It was a strange story he told. It seems almost unbelievable to me as I set it down here, until I reflect how little any one of us knows of the deep life within his nearest neighbour—what stories there are, what tragedies enacted under a calm exterior! What a drama there may be in this commonplace man buying ten pounds of sugar at the grocery store, or this other one driving his two old horses in the town road! We do not know. And how rarely are the men of inner adventure articulate! Therefore I treasure the curious story the tramp told me. I do not question its truth. It came as all truth does, through a clouded and unclean medium: and any judgment of the story itself must be based upon a knowledge of the personal equation of the Ruin who told it.
"I am no tramp," he said, "in reality, I am no tramp. I began as well as anyone—It doesn't matter now, only I won't have any of the sympathy that people give to the man who has seen better days. I hate sentiment. I hate it----"

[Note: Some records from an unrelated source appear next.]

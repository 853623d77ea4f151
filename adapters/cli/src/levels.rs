//! Level pack loading.
//!
//! A pack is a versioned list of [`LevelData`] entries stored as TOML, or as
//! JSON when the file carries a `.json` extension. Every level is validated
//! before the pack is handed to the campaign.

use std::{fs, path::Path};

use anyhow::{bail, Context, Result};
use serde::Deserialize;
use sundial_core::{Level, LevelData};

const SUPPORTED_PACK_VERSION: u32 = 1;

#[derive(Debug, Deserialize)]
struct LevelPack {
    version: u32,
    #[serde(default)]
    levels: Vec<LevelData>,
}

/// Reads and validates the level pack stored at `path`.
pub(crate) fn load_pack(path: &Path) -> Result<Vec<Level>> {
    let contents = fs::read_to_string(path)
        .with_context(|| format!("failed to read level pack at {}", path.display()))?;
    let is_json = path
        .extension()
        .is_some_and(|extension| extension.eq_ignore_ascii_case("json"));
    let pack = if is_json {
        serde_json::from_str(&contents).context("failed to parse level pack json contents")?
    } else {
        parse_toml(&contents)?
    };
    validate_pack(pack)
}

fn parse_toml(contents: &str) -> Result<LevelPack> {
    toml::from_str(contents).context("failed to parse level pack toml contents")
}

fn validate_pack(pack: LevelPack) -> Result<Vec<Level>> {
    if pack.version != SUPPORTED_PACK_VERSION {
        bail!(
            "unsupported level pack version {}; expected {}",
            pack.version,
            SUPPORTED_PACK_VERSION
        );
    }
    if pack.levels.is_empty() {
        bail!("level pack contains no levels");
    }

    pack.levels
        .into_iter()
        .enumerate()
        .map(|(index, data)| {
            let name = data.name.clone();
            Level::validate(data).with_context(|| format!("level {index} ({name:?}) is invalid"))
        })
        .collect()
}
#[cfg(test)]
mod tests {
    use super::*;
    use sundial_core::{ChantState, LevelData, LevelElement};

    fn level(width: u32, height: u32, elements: Vec<LevelElement>) -> Level {
        Level::validate(LevelData {
            name: "test".to_owned(),
            width,
            height,
            elements,
            ..LevelData::default()
        })
        .expect("valid level")
    }

    fn spawn(x: i32, y: i32, facing: Direction) -> LevelElement {
        LevelElement::new(CellCoord::new(x, y), GridObjectKind::SpawnPoint, facing)
    }

    fn loaded(level: Level) -> World {
        let mut world = World::new();
        let mut events = Vec::new();
        apply(&mut world, Command::LoadLevel { level }, &mut events);
        world
    }

    fn run(world: &mut World, command: Command) -> Vec<Event> {
        let mut events = Vec::new();
        apply(world, command, &mut events);
        events
    }

    #[test]
    fn world_starts_without_level() {
        let world = World::new();
        assert_eq!(query::welcome_banner(&world), WELCOME_BANNER);
        assert_eq!(query::grid_size(&world), None);
        assert_eq!(query::player(&world), None);
        assert_eq!(query::chant_state(&world), ChantState::Idle);
    }

    #[test]
    fn load_places_player_at_spawn() {
        let mut world = World::new();
        let mut events = Vec::new();
        apply(
            &mut world,
            Command::LoadLevel {
                level: level(4, 3, vec![spawn(2, 1, Direction::Left)]),
            },
            &mut events,
        );

        assert_eq!(
            events,
            vec![Event::LevelLoaded {
                name: "test".to_owned(),
                width: 4,
                height: 3,
                dialogue: None,
            }]
        );
        let player = query::player(&world).expect("player present");
        assert_eq!(player.cell, CellCoord::new(2, 1));
        assert_eq!(player.facing, Direction::Left);
        assert_eq!(query::kind_at(&world, player.cell), Some(GridObjectKind::Player));
        assert_eq!(query::phase(&world), Some(AttemptPhase::Playing));
    }

    #[test]
    fn tick_only_reports_elapsed_time() {
        let mut world = loaded(level(2, 2, vec![spawn(0, 0, Direction::Up)]));
        let dt = std::time::Duration::from_millis(16);

        let events = run(&mut world, Command::Tick { dt });

        assert_eq!(events, vec![Event::TimeAdvanced { dt }]);
        assert_eq!(query::tick_index(&world), 1);
    }

    #[test]
    fn commands_without_level_are_ignored() {
        let mut world = World::new();
        for command in [
            Command::MovePlayer {
                direction: Direction::Up,
            },
            Command::StartChant,
            Command::StopChant,
            Command::Interact,
            Command::Restart,
            Command::ForceOpenBeginDoors,
        ] {
            assert!(run(&mut world, command).is_empty());
        }
    }

    #[test]
    fn turn_in_place_consumes_the_first_press() {
        let mut world = World::with_options(Options::new().with_turn_in_place(true));
        let _ = run(
            &mut world,
            Command::LoadLevel {
                level: level(3, 3, vec![spawn(1, 1, Direction::Up)]),
            },
        );

        let events = run(
            &mut world,
            Command::MovePlayer {
                direction: Direction::Right,
            },
        );
        assert_eq!(
            events,
            vec![
                Event::PlayerTurned {
                    from: Direction::Up,
                    to: Direction::Right,
                },
                Event::PlayerMoveResolved {
                    direction: Direction::Right,
                    outcome: MoveOutcome::Turned,
                },
            ]
        );

        let events = run(
            &mut world,
            Command::MovePlayer {
                direction: Direction::Right,
            },
        );
        assert!(events.contains(&Event::PlayerMoveResolved {
            direction: Direction::Right,
            outcome: MoveOutcome::Moved,
        }));
        assert_eq!(
            query::player(&world).map(|player| player.cell),
            Some(CellCoord::new(2, 1))
        );
    }

    #[test]
    fn restart_rebuilds_from_level_data() {
        let mut world = loaded(level(3, 3, vec![spawn(0, 0, Direction::Up)]));
        let _ = run(
            &mut world,
            Command::MovePlayer {
                direction: Direction::Up,
            },
        );
        assert_eq!(
            query::player(&world).map(|player| player.cell),
            Some(CellCoord::new(0, 1))
        );

        let events = run(&mut world, Command::Restart);

        assert!(matches!(events.as_slice(), [Event::LevelLoaded { .. }]));
        assert_eq!(
            query::player(&world).map(|player| player.cell),
            Some(CellCoord::new(0, 0))
        );
        assert_eq!(query::kind_at(&world, CellCoord::new(0, 1)), None);
    }
}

I cannot attempt to set down the story in his own words. It was broken with exclamations and involved with wandering sophistries and diatribes of self-blame. His mind had trampled upon itself in throes of introspection until it was often difficult to say which way the paths of the narrative really led. He had thought so much and acted so little that he travelled in a veritable bog of indecision. And yet, withal, some ideas, by constant attrition, had acquired a really striking form. "I am afraid before life," he said. "It makes me dizzy with thought."
At another time he said, "If I am a tramp at all, I am a mental tramp. I have an unanchored mind."
It seems that he came to a realisation that there was something peculiar about him at a very early age. He said they would look at him and whisper to one another and that his sayings were much repeated, often in his hearing. He knew that he was considered an extraordinary child: they baited him with questions that they might laugh at his quaint replies. He said that as early as he could remember he used to plan situations so that he might say things that were strange and even shocking in a child. His father was a small professor in a small college—a "worm" he called him bitterly—"one of those worms that bores in books and finally dries up and blows off." But his mother—he said she was an angel. I recall his exact expression about her eyes that "when she looked at one it made him better." He spoke of her with a softening of the voice, looking often at Harriet. He talked a good deal about his mother, trying to account for himself through her. She was not strong, he said, and very sensitive to the contact of either friends or enemies—evidently a nervous, high-strung woman.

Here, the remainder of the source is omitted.